Exercise: Using the records that follow, copy every line containing the word "Serialize".

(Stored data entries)
======

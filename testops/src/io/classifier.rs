//! Filesystem probes that decide which ecosystems a project uses.
//!
//! Every probe is recomputed on each call because the tree may change between
//! tool invocations. Probes are independent booleans; callers compose them.

use std::path::Path;

use serde::Serialize;
use tracing::{debug, instrument};
use walkdir::WalkDir;

use crate::core::types::{PackageManagerKind, ProjectKind};

const NODE_MANIFEST: &str = "package.json";
const TS_CONFIG: &str = "tsconfig.json";
const TS_SOURCE_DIRS: [&str; 4] = ["app", "src", "lib", "tests"];
const TS_EXTENSIONS: [&str; 2] = ["ts", "tsx"];
const PYTHON_MARKERS: [&str; 4] = [
    "pyproject.toml",
    "pytest.ini",
    "requirements.txt",
    "requirements-dev.txt",
];
const PYTHON_EXTENSION: &str = "py";

/// `package.json` at the project root.
pub fn is_script_ecosystem(root: &Path) -> bool {
    root.join(NODE_MANIFEST).exists()
}

/// `tsconfig.json` at the root, or any `.ts`/`.tsx` file under a conventional
/// source directory.
pub fn is_typed_script(root: &Path) -> bool {
    if root.join(TS_CONFIG).exists() {
        return true;
    }
    TS_SOURCE_DIRS
        .iter()
        .map(|dir| root.join(dir))
        .filter(|dir| dir.is_dir())
        .any(|dir| contains_extension(&dir, &TS_EXTENSIONS))
}

/// A Python marker file at the root, or any `.py` file anywhere under it.
pub fn is_interpreted_scripting(root: &Path) -> bool {
    if PYTHON_MARKERS
        .iter()
        .any(|marker| root.join(marker).exists())
    {
        return true;
    }
    contains_extension(root, &[PYTHON_EXTENSION])
}

/// Lockfile-driven package manager choice; defaults to npm.
pub fn package_manager(root: &Path) -> PackageManagerKind {
    if root.join("pnpm-lock.yaml").exists() {
        PackageManagerKind::Pnpm
    } else if root.join("yarn.lock").exists() {
        PackageManagerKind::Yarn
    } else {
        PackageManagerKind::Npm
    }
}

/// Snapshot of every probe taken at one point in time.
#[derive(Debug, Clone, Copy, PartialEq, Eq, Serialize)]
pub struct ProjectProbe {
    pub script_ecosystem: bool,
    pub typed_script: bool,
    pub interpreted_scripting: bool,
    pub package_manager: PackageManagerKind,
}

impl ProjectProbe {
    #[instrument(skip_all, fields(root = %root.display()))]
    pub fn scan(root: &Path) -> Self {
        let probe = Self {
            script_ecosystem: is_script_ecosystem(root),
            typed_script: is_typed_script(root),
            interpreted_scripting: is_interpreted_scripting(root),
            package_manager: package_manager(root),
        };
        debug!(?probe, "project probed");
        probe
    }

    /// Single summary label. Typed-script requires the Node manifest as well.
    pub fn kind(&self) -> ProjectKind {
        if self.typed_script && self.script_ecosystem {
            ProjectKind::TypedScriptEcosystem
        } else if self.script_ecosystem {
            ProjectKind::ScriptEcosystem
        } else if self.interpreted_scripting {
            ProjectKind::InterpretedScripting
        } else {
            ProjectKind::Unknown
        }
    }
}

/// Summary classification of the tree at `root`.
pub fn classify(root: &Path) -> ProjectKind {
    ProjectProbe::scan(root).kind()
}

fn contains_extension(dir: &Path, extensions: &[&str]) -> bool {
    WalkDir::new(dir)
        .into_iter()
        .filter_map(|entry| entry.ok())
        .filter(|entry| entry.file_type().is_file())
        .any(|entry| {
            entry
                .path()
                .extension()
                .and_then(|ext| ext.to_str())
                .is_some_and(|ext| extensions.contains(&ext))
        })
}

======

Solution below:
use serde::Serialize;
#[derive(Debug, Clone, Copy, PartialEq, Eq, Serialize)]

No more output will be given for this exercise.